Kobayashi écrit un monde de matérialité où la violence sociale est partout palpable. C’est un monde à l’envers, où l’air, « comme gelé sur place et viré bleu pâle », devient solide et le solide liquide, l’intérieur de leur cellule étant « aussi sombre que le fond de la mer ». Le froid, coupant comme la lame d’un rasoir, annonce les tortures à venir. Celles-ci, énumérées dans leur macabre variété, suffiraient à faire la matière d’un livre entier, comme l’écrit Kobayashi dans une parenthèse. Des visions brèves, efficaces : des joues sont « comme de la colle à moitié sèche », un visage est « gonflé, violacé comme une aubergine pourrie », des pieds et des mains se crispent « comme les pattes d’un chien empoisonné », le sang gicle d’un nez « comme les étincelles d’un feu d’artifice ». Pour celui qui se fait étouffer huit fois de suite, « tout se disloquait et se recomposait comme dans une toile expressionniste ». Les consciences se détraquent, au fur et à mesure que les corps sont attaqués. La répression se fait à même la chair, les hommes assistant sur leurs corps meurtris à la matérialisation de « l’oppression et l’exploitation de la classe prolétarienne ».

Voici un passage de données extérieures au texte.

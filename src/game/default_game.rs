//! Turn coordinator.
//!
//! ## Turn phases
//!
//! ```text
//! AwaitingRoll --roll_dice--> [move, effects] --> AwaitingRoll (same or next player)
//!      |                                      \-> Won
//!      \--roll_dice (several movable pieces)--> PieceSelection
//! PieceSelection --select_piece, apply_piece_movement--> [effects] --> AwaitingRoll | Won
//! ```
//!
//! Effects are applied inside the call that moves the piece, so no caller
//! ever observes a half-finished turn.

use chrono::NaiveDate;
use serde::{Deserialize, Serialize};
use smallvec::SmallVec;
use tracing::{debug, info};

use super::snapshot::PlayerSnapshot;
use crate::board::MovementGraph;
use crate::core::{
    Dice, EngineError, GameState, Player, PlayerId, Result, Roll, Token, MAX_PLAYERS,
};
use crate::roster::PlayerRow;
use crate::strategy::GameStrategy;

/// Observable turn state.
#[derive(Clone, Copy, Debug, PartialEq, Eq, Hash, Serialize, Deserialize)]
pub enum TurnPhase {
    /// The current player must roll.
    AwaitingRoll,
    /// Several pieces can use the pending roll; one must be chosen.
    PieceSelection,
    /// A player has won. Terminal.
    Won,
}

/// A roll waiting for the player to pick a piece.
#[derive(Clone, Debug)]
struct PendingMove {
    roll: Roll,
    movable: SmallVec<[usize; 4]>,
    selected: Option<usize>,
}

/// One running game: roster, dice, strategy, and turn order.
///
/// ## Example
///
/// ```
/// use board_race::core::{Dice, LinearBoardConfig, Token};
/// use board_race::game::DefaultGame;
/// use board_race::strategy::SnlGameStrategy;
/// use chrono::NaiveDate;
///
/// let strategy = SnlGameStrategy::new(&LinearBoardConfig::new(20)).unwrap();
/// let mut game = DefaultGame::new(Box::new(strategy), Dice::scripted(2, &[2, 3])).unwrap();
/// let born = NaiveDate::from_ymd_opt(1990, 1, 1).unwrap();
/// game.add_player("Ann", Token::new("boot"), born).unwrap();
/// game.add_player("Bob", Token::new("car"), born).unwrap();
///
/// assert_eq!(game.roll_dice().unwrap(), 5);
/// assert_eq!(game.current_player_name(), Some("Bob"));
/// ```
#[derive(Debug)]
pub struct DefaultGame {
    strategy: Box<dyn GameStrategy>,
    dice: Dice,
    state: GameState,
    phase: TurnPhase,
    pending: Option<PendingMove>,
    last_roll: Option<Roll>,
    winner: Option<PlayerId>,
    rolls: u32,
}

impl DefaultGame {
    /// Create a game with an empty roster.
    ///
    /// Fails with a configuration error if `dice` rolls a different number
    /// of dice than the strategy plays with.
    pub fn new(strategy: Box<dyn GameStrategy>, dice: Dice) -> Result<Self> {
        if dice.count() != strategy.dice_count() {
            return Err(EngineError::Configuration(format!(
                "this board rolls {} dice, got {}",
                strategy.dice_count(),
                dice.count()
            )));
        }
        Ok(Self {
            strategy,
            dice,
            state: GameState::new(),
            phase: TurnPhase::AwaitingRoll,
            pending: None,
            last_roll: None,
            winner: None,
            rolls: 0,
        })
    }

    // === Roster ===

    /// Append a player. Their pieces start in the game's start state.
    pub fn add_player(
        &mut self,
        name: impl Into<String>,
        token: Token,
        birth_date: NaiveDate,
    ) -> Result<PlayerId> {
        let player = self.build_player(name.into(), token, birth_date, &self.state)?;
        let id = self.state.push_player(player);
        info!(%id, name = %self.state.players()[id.index()].name, "player added");
        Ok(id)
    }

    /// Append every row, or none of them if any row is rejected.
    ///
    /// Returns the number of players added.
    pub fn import_players(&mut self, rows: &[PlayerRow]) -> Result<usize> {
        let mut scratch = self.state.clone();
        for row in rows {
            let player = self.build_player(
                row.name.clone(),
                Token::new(row.token.as_str()),
                row.birth_date,
                &scratch,
            )?;
            scratch.push_player(player);
        }
        let added = scratch.player_count() - self.state.player_count();
        self.state = scratch;
        info!(added, "roster imported");
        Ok(added)
    }

    /// The roster as plain rows, in seat order.
    #[must_use]
    pub fn export_players(&self) -> Vec<PlayerRow> {
        self.state.players().iter().map(PlayerRow::from).collect()
    }

    fn build_player(
        &self,
        name: String,
        token: Token,
        birth_date: NaiveDate,
        state: &GameState,
    ) -> Result<Player> {
        if name.trim().is_empty() {
            return Err(EngineError::InvalidArgument("player name is empty".into()));
        }
        if state.player_count() >= MAX_PLAYERS {
            return Err(EngineError::InvalidArgument(format!(
                "roster is full ({MAX_PLAYERS} players)"
            )));
        }
        self.strategy.validate_player(&token, state)?;

        let mut player = Player::new(name, token, birth_date, self.strategy.pieces_per_player());
        let start = self.strategy.graph().start();
        for piece in player.pieces.iter_mut() {
            piece.tile = start;
        }
        Ok(player)
    }

    /// Seat the youngest player first. Equal birth dates keep roster order.
    ///
    /// Only allowed before the first roll.
    pub fn order_by_birth_date(&mut self) -> Result<()> {
        if self.rolls > 0 {
            return Err(EngineError::Precondition(
                "turn order is fixed once the first die is rolled",
            ));
        }
        self.state
            .reorder_players(|players| players.sort_by(|a, b| b.birth_date.cmp(&a.birth_date)));
        Ok(())
    }

    // === Turn actions ===

    /// Roll for the current player.
    ///
    /// Single-piece games resolve the move immediately. Multi-piece games
    /// move automatically when at most one piece can use the roll, and
    /// otherwise wait in [`TurnPhase::PieceSelection`].
    ///
    /// Returns the dice total; 0 when nobody is seated.
    pub fn roll_dice(&mut self) -> Result<u32> {
        match self.phase {
            TurnPhase::Won => return Err(EngineError::GameOver),
            TurnPhase::PieceSelection => {
                return Err(EngineError::Precondition("a piece must be moved first"))
            }
            TurnPhase::AwaitingRoll => {}
        }
        if self.state.player_count() == 0 {
            return Ok(0);
        }

        let player = self.state.current_player();
        let roll = self.dice.roll();
        let total = roll.total();
        self.rolls += 1;
        self.last_roll = Some(roll.clone());
        debug!(%player, dice = ?roll.values(), total, "rolled");

        if self.strategy.pieces_per_player() == 1 {
            self.resolve_move(player, 0, roll)?;
            return Ok(total);
        }

        let steps = total as i32;
        let movable: SmallVec<[usize; 4]> = (0..self.strategy.pieces_per_player())
            .filter(|&piece| self.strategy.can_move(player, piece, steps, &self.state))
            .collect();

        match movable.len() {
            0 => {
                debug!(%player, "no piece can move");
                self.finish_turn(player, &roll);
            }
            1 => {
                self.resolve_move(player, movable[0], roll)?;
            }
            _ => {
                self.phase = TurnPhase::PieceSelection;
                self.pending = Some(PendingMove {
                    roll,
                    movable,
                    selected: None,
                });
            }
        }

        Ok(total)
    }

    /// Choose which piece the pending roll moves.
    ///
    /// May be called again to change the choice before moving.
    pub fn select_piece(&mut self, piece: usize) -> Result<()> {
        if self.phase == TurnPhase::Won {
            return Err(EngineError::GameOver);
        }
        let pieces = self.strategy.pieces_per_player();
        let Some(pending) = self.pending.as_mut() else {
            return Err(EngineError::Precondition("roll the dice before selecting a piece"));
        };
        if piece >= pieces {
            return Err(EngineError::InvalidArgument(format!(
                "piece {piece} out of range, players have {pieces}"
            )));
        }
        if !pending.movable.contains(&piece) {
            return Err(EngineError::InvalidArgument(format!(
                "piece {piece} cannot move {}",
                pending.roll.total()
            )));
        }
        pending.selected = Some(piece);
        Ok(())
    }

    /// Move the selected piece by the pending roll.
    ///
    /// Returns the steps moved: the roll total, or 0 if the piece stayed.
    pub fn apply_piece_movement(&mut self) -> Result<u32> {
        if self.phase == TurnPhase::Won {
            return Err(EngineError::GameOver);
        }
        let Some(pending) = self.pending.as_ref() else {
            return Err(EngineError::Precondition("roll the dice before moving a piece"));
        };
        let Some(piece) = pending.selected else {
            return Err(EngineError::Precondition("select a piece before moving"));
        };

        let roll = pending.roll.clone();
        let player = self.state.current_player();
        self.resolve_move(player, piece, roll)
    }

    /// Back to the first seat with every piece in its start state.
    pub fn reset_game(&mut self) {
        self.strategy.initialize_game(&mut self.state);
        self.state.reset_turn();
        self.phase = TurnPhase::AwaitingRoll;
        self.pending = None;
        self.last_roll = None;
        self.winner = None;
        self.rolls = 0;
        info!(players = self.state.player_count(), "game reset");
    }

    /// Move, apply effects, then settle the turn. Returns the steps moved.
    fn resolve_move(&mut self, player: PlayerId, piece: usize, roll: Roll) -> Result<u32> {
        let steps = roll.total() as i32;
        let moved = match self.strategy.move_piece(player, piece, steps, &mut self.state)? {
            Some(destination) => {
                debug!(%player, piece, tile = destination.raw(), "moved");
                self.strategy
                    .apply_special_rules(player, piece, destination, &mut self.state);
                roll.total()
            }
            None => {
                debug!(%player, piece, steps, "no movement");
                0
            }
        };

        if self.strategy.check_win_condition(player, &self.state) {
            info!(%player, "winner");
            self.winner = Some(player);
            self.phase = TurnPhase::Won;
            self.pending = None;
            return Ok(moved);
        }

        self.finish_turn(player, &roll);
        Ok(moved)
    }

    /// Keep the turn on an extra-turn roll, otherwise pass it on.
    fn finish_turn(&mut self, player: PlayerId, roll: &Roll) {
        self.pending = None;
        self.phase = TurnPhase::AwaitingRoll;
        if self.strategy.process_dice_roll(player, roll, &self.state) {
            debug!(%player, "extra turn");
        } else {
            let next = self.state.advance_turn();
            debug!(%next, "turn passes");
        }
    }

    // === Queries ===

    #[must_use]
    pub fn phase(&self) -> TurnPhase {
        self.phase
    }

    #[must_use]
    pub fn has_winner(&self) -> bool {
        self.winner.is_some()
    }

    #[must_use]
    pub fn winner(&self) -> Option<PlayerId> {
        self.winner
    }

    #[must_use]
    pub fn current_player(&self) -> PlayerId {
        self.state.current_player()
    }

    /// Name of the player whose turn it is; `None` with an empty roster.
    #[must_use]
    pub fn current_player_name(&self) -> Option<&str> {
        self.state
            .player(self.state.current_player())
            .map(|p| p.name.as_str())
    }

    /// Pieces that can use the pending roll, while selecting.
    #[must_use]
    pub fn movable_pieces(&self) -> &[usize] {
        self.pending
            .as_ref()
            .map(|p| p.movable.as_slice())
            .unwrap_or_default()
    }

    #[must_use]
    pub fn last_roll(&self) -> Option<&Roll> {
        self.last_roll.as_ref()
    }

    #[must_use]
    pub fn state(&self) -> &GameState {
        &self.state
    }

    #[must_use]
    pub fn strategy(&self) -> &dyn GameStrategy {
        self.strategy.as_ref()
    }

    /// The board, for presentation layers.
    #[must_use]
    pub fn graph(&self) -> &dyn MovementGraph {
        self.strategy.graph()
    }

    /// Read-only view of every player, in seat order.
    #[must_use]
    pub fn player_snapshots(&self) -> Vec<PlayerSnapshot> {
        let current = self.state.current_player();
        self.state
            .player_ids()
            .zip(self.state.players())
            .map(|(id, player)| PlayerSnapshot::new(player, id == current))
            .collect()
    }
}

Cinq ans après la rédaction de ce texte, Takiji Kobayashi meurt, à 29 ans, à la suite d’une nouvelle incarcération et de ces mêmes tortures. Sa mort choque les écrivains japonais de tous les bords, horrifie jusqu’à Romain Rolland en France et marque la fin du mouvement de littérature prolétarienne au Japon. Le 15 mars 1928 ne finit pas, mais la littérature rattrape le temps perdu.